= Stephen Haber =

American historian and political scientist

Stephen H. Haber (born July 12, 1957) is an American political scientist and historian known for his research on political institutions and economic policies that promote innovation and improvements in living standards. Haber is the A. A. and Jeanne Welch Milligan Professor in the School of Humanities and Sciences at Stanford University, the Peter and Helen Bing Senior Fellow at the Hoover Institution, and senior fellow at the Stanford Institute for Economic Policy Research.

== Education and career ==

Haber received his B.A. degree from the George Washington University in 1979, his M.A. from UCLA in 1981, and his Ph.D. degree from UCLA in 1985. Following the receipt of his Ph.D., he began work as an assistant professor at Columbia University in 1985.

In 1987, Haber became an assistant professor at Stanford University. He was appointed the Peter and Helen Bing Senior Fellow at the Hoover Institution in 2001 and the A. A. and Jeanne Welch Milligan Professor in the School of Humanities and Sciences in 2003. From 1995 to 1998 he served as the Associate Dean for the Social Sciences and Director of Graduate Studies in the School of Humanities and Sciences and from 1997 to 2011 he served as the Director of the Social Science History Program. He founded and directed the Hoover Institution Working Group on Intellectual Property, Innovation, and Prosperity, which ran from 2014 to 2019. He codirects the Hoover Institution Working Group on the Foundations of Long-Run Prosperity.

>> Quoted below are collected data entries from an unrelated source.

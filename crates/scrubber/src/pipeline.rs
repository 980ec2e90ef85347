// ABOUTME: Pipeline runs one item through Validate, Sanitize, Extract, Markdown, Emit, and coordinates batches.
// ABOUTME: Batches keep input order, isolate per-item failures on request, and can fan out over a worker pool.

use std::sync::Arc;
use std::time::Instant;

use anyhow::anyhow;
use futures::stream::{self, StreamExt};
use tokio::sync::Semaphore;
use tracing::{debug, info, info_span, warn};

use crate::dom::cleaners::sanitize_with;
use crate::dom::compiled::CompiledSelectors;
use crate::dom::DocumentTree;
use crate::error::ScrubError;
use crate::extractors::extract_article;
use crate::options::{ExtractionOptions, PipelineBuilder, PipelineOptions, Ruleset};
use crate::result::{BatchItem, ItemOutput, OutputRecord};

/// An item decoded and normalized, ready to run.
struct PreparedItem {
    item: BatchItem,
    rules: Ruleset,
    extraction: ExtractionOptions,
}

impl From<BatchItem> for PreparedItem {
    fn from(item: BatchItem) -> Self {
        let rules = Ruleset::from_raw(item.clean_options.as_ref());
        let extraction = ExtractionOptions::from_raw(item.readability_options.as_ref());
        Self {
            item,
            rules,
            extraction,
        }
    }
}

/// Decode and normalize every input. Failures keep their slot and index.
fn prepare_all<I>(items: impl IntoIterator<Item = I>) -> Vec<Result<PreparedItem, ScrubError>>
where
    I: TryInto<BatchItem>,
    I::Error: Into<ScrubError>,
{
    items
        .into_iter()
        .enumerate()
        .map(|(index, raw)| {
            TryInto::<BatchItem>::try_into(raw).map(PreparedItem::from).map_err(|e| {
                let err: ScrubError = e.into();
                err.at_index(index)
            })
        })
        .collect()
}

/// Compile the excluded selectors of every prepared item once for the batch.
fn compile_batch(prepared: &[Result<PreparedItem, ScrubError>]) -> CompiledSelectors {
    CompiledSelectors::compile(
        prepared
            .iter()
            .flatten()
            .flat_map(|p| p.rules.excluded_selectors.iter()),
    )
}

/// The sanitization pipeline.
///
/// Cheap to clone; collaborators are shared behind `Arc`s and no item state
/// lives here, so every run gets its own tree.
#[derive(Debug, Clone)]
pub struct Pipeline {
    opts: PipelineOptions,
}

impl Pipeline {
    /// Create a new PipelineBuilder for configuring the pipeline.
    pub fn builder() -> PipelineBuilder {
        PipelineBuilder::new()
    }

    /// Create a new Pipeline with the given options.
    pub fn new(opts: PipelineOptions) -> Self {
        Self { opts }
    }

    pub fn options(&self) -> &PipelineOptions {
        &self.opts
    }

    /// Process a single item.
    ///
    /// Fails on an empty `htmlContent`, an unparsable excluded selector, or a
    /// collaborator fault. Finding no article is not a failure.
    pub fn process_item(&self, item: &BatchItem) -> Result<ItemOutput, ScrubError> {
        let rules = Ruleset::from_raw(item.clean_options.as_ref());
        let extraction = ExtractionOptions::from_raw(item.readability_options.as_ref());
        let compiled = CompiledSelectors::compile(&rules.excluded_selectors);
        self.process_with(item, &rules, &extraction, &compiled)
    }

    fn process_with(
        &self,
        item: &BatchItem,
        rules: &Ruleset,
        extraction: &ExtractionOptions,
        compiled: &CompiledSelectors,
    ) -> Result<ItemOutput, ScrubError> {
        if item.html_content.is_empty() {
            return Err(ScrubError::validation(
                "Validate",
                Some(anyhow!("htmlContent is required")),
            ));
        }

        let mut tree = DocumentTree::parse(&item.html_content);
        let report = sanitize_with(&mut tree, rules, compiled)?;
        debug!(removed = report.total(), "sanitized document");

        let html = tree.to_html();
        let article = extract_article(self.opts.extractor.as_ref(), &tree, extraction)?;
        debug!(found = article.is_some(), "extraction finished");

        let markdown = if item.markdown_output {
            let fragment = article
                .as_ref()
                .and_then(|a| a.content.as_deref())
                .unwrap_or("");
            Some(self.opts.markdown.to_markdown(fragment)?)
        } else {
            None
        };

        Ok(ItemOutput {
            markdown,
            ..ItemOutput::new(html, article)
        })
    }

    fn run_item(
        &self,
        index: usize,
        prepared: &PreparedItem,
        compiled: &CompiledSelectors,
    ) -> Result<ItemOutput, ScrubError> {
        let span = info_span!("item", index);
        let _guard = span.enter();
        self.process_with(&prepared.item, &prepared.rules, &prepared.extraction, compiled)
            .map_err(|e| e.at_index(index))
    }

    /// Turn an item result into its output slot, or abort when isolation is off.
    fn settle(&self, res: Result<ItemOutput, ScrubError>) -> Result<OutputRecord, ScrubError> {
        match res {
            Ok(out) => Ok(OutputRecord::Success(out)),
            Err(err) if self.opts.isolate_failures => {
                warn!(error = %err, "item failed; recorded and continuing");
                Ok(OutputRecord::from(Err(err)))
            }
            Err(err) => Err(err),
        }
    }

    /// Process items one after another on the calling thread.
    ///
    /// Accepts anything that converts to a [`BatchItem`]: items, references to
    /// items, or raw JSON values. An entry that fails to convert is a
    /// validation failure in its own slot. Returns one record per input, in
    /// input order. Without isolation the first failure is returned and no
    /// records are.
    pub fn run_batch_blocking<I>(
        &self,
        items: impl IntoIterator<Item = I>,
    ) -> Result<Vec<OutputRecord>, ScrubError>
    where
        I: TryInto<BatchItem>,
        I::Error: Into<ScrubError>,
    {
        let start = Instant::now();
        let prepared = prepare_all(items);
        let compiled = compile_batch(&prepared);
        info!(items = prepared.len(), selectors = compiled.len(), "batch started");

        let mut records = Vec::with_capacity(prepared.len());
        for (index, entry) in prepared.into_iter().enumerate() {
            let res = entry.and_then(|p| self.run_item(index, &p, &compiled));
            records.push(self.settle(res)?);
        }

        log_finished(&records, start);
        Ok(records)
    }

    /// Process items on the blocking thread pool, at most `concurrency` at a time.
    ///
    /// Output order matches input order regardless of completion order. Each
    /// item is bounded by `item_timeout` when one is set. A worker whose item
    /// timed out keeps its slot in the pool until its thread returns, so the
    /// number of running workers never exceeds `concurrency`.
    pub async fn run_batch<I>(&self, items: Vec<I>) -> Result<Vec<OutputRecord>, ScrubError>
    where
        I: TryInto<BatchItem> + Send,
        I::Error: Into<ScrubError>,
    {
        let start = Instant::now();
        let workers = self.opts.concurrency.max(1);
        let prepared = prepare_all(items);
        let total = prepared.len();
        let compiled = Arc::new(compile_batch(&prepared));
        let permits = Arc::new(Semaphore::new(workers));
        info!(items = total, workers, selectors = compiled.len(), "batch started");

        let results = stream::iter(prepared.into_iter().enumerate())
            .map(|(index, entry)| {
                let compiled = Arc::clone(&compiled);
                let permits = Arc::clone(&permits);
                async move {
                    match entry {
                        Ok(prepared) => {
                            self.run_item_async(index, prepared, compiled, permits)
                                .await
                        }
                        Err(err) => Err(err),
                    }
                }
            })
            .buffered(workers);
        let mut results = std::pin::pin!(results);

        let mut records = Vec::with_capacity(total);
        while let Some(res) = results.next().await {
            records.push(self.settle(res)?);
        }

        log_finished(&records, start);
        Ok(records)
    }

    async fn run_item_async(
        &self,
        index: usize,
        prepared: PreparedItem,
        compiled: Arc<CompiledSelectors>,
        permits: Arc<Semaphore>,
    ) -> Result<ItemOutput, ScrubError> {
        let permit = permits.acquire_owned().await.map_err(|e| {
            ScrubError::collaborator("Process", Some(anyhow!("worker pool closed: {}", e)))
                .at_index(index)
        })?;

        let pipeline = self.clone();
        let task = tokio::task::spawn_blocking(move || {
            // Released only when the work ends, even if nobody waits for it
            let _permit = permit;
            pipeline.run_item(index, &prepared, &compiled)
        });

        let joined = match self.opts.item_timeout {
            Some(limit) => match tokio::time::timeout(limit, task).await {
                Ok(joined) => joined,
                Err(_) => {
                    return Err(ScrubError::timeout(
                        "Process",
                        Some(anyhow!("no result within {}ms", limit.as_millis())),
                    )
                    .at_index(index))
                }
            },
            None => task.await,
        };

        joined.map_err(|e| {
            ScrubError::collaborator("Process", Some(anyhow!("worker stopped: {}", e))).at_index(index)
        })?
    }
}

impl Default for Pipeline {
    fn default() -> Self {
        Self::new(PipelineOptions::default())
    }
}

fn log_finished(records: &[OutputRecord], start: Instant) {
    let failed = records.iter().filter(|r| !r.is_success()).count();
    info!(
        items = records.len(),
        failed,
        elapsed_ms = start.elapsed().as_millis() as u64,
        "batch finished"
    );
}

Haber is among Stanford's most distinguished teachers. He has been awarded the Dean's Award for Distinguished Teaching (twice, in 1991 and again in 2002), the Allan V. Cox Medal for Faculty Excellence in Fostering Undergraduate Research, the Phi Beta Kappa Teaching Prize, the Walter J. Gores Award for Excellence in Teaching, and the Lloyd W. Dinkelspiel Award for Outstanding Service to Undergraduate Education. Haber's abilities as a teacher and mentor were acknowledged by the Economic History Association, which at its 2013 meeting awarded him the Jonathan R. Hughes Prize for Excellence in Teaching.

== Work ==
Haber has spent his academic life investigating why only some societies have been able to create economic and political systems that foster innovation, social mobility, and high standards of living.

One line of Haber's work has focused on how regulatory agencies that supervise financial and patent systems are often used by incumbent firms and interest groups to stifle competition, thereby curtailing economic opportunities and slowing technological progress. His recent books on these topics include Fragile by Design: The Political Origins of Banking Crises and Scarce Credit (coauthored with Charles Calomiris) and The Battle Over Patents: History and Politics of Innovation (coedited with Naomi Lamoreaux).

Haber's current work focuses on the impact of geography on the evolution of societies' fundamental economic and political institutions. His research in this area has been featured in the mainstream press.

== Books ==

- Fragile By Design: The Political Origins of Banking Crises and Scarce Credit (with Charles W. Calomiris). Princeton University Press, 2014.
- Los Buenos Tiempos son Estos: Los Efectos de la Incursión de la Banca Extranjera en México después de un Siglo de Crisis Bancarias (with Aldo Musacchio). Centro de Estudios Espinosa Yglesias, 2014.
- Mexico Since 1980 (with Herbert S. Klein, Noel Maurer, and Kevin J. Middlebrook). Cambridge University Press, 2008.
- The Politics of Property Rights: Political Instability, Credible Commitments, and Economic Growth in Mexico, 1876–1929 (with Armando Razo and Noel Maurer). Cambridge University Press, Political Economy of Institutions and Decisions Series, 2003.
- Industry and Underdevelopment: The Industrialization of Mexico, 1890–1940. Stanford University Press, 1989.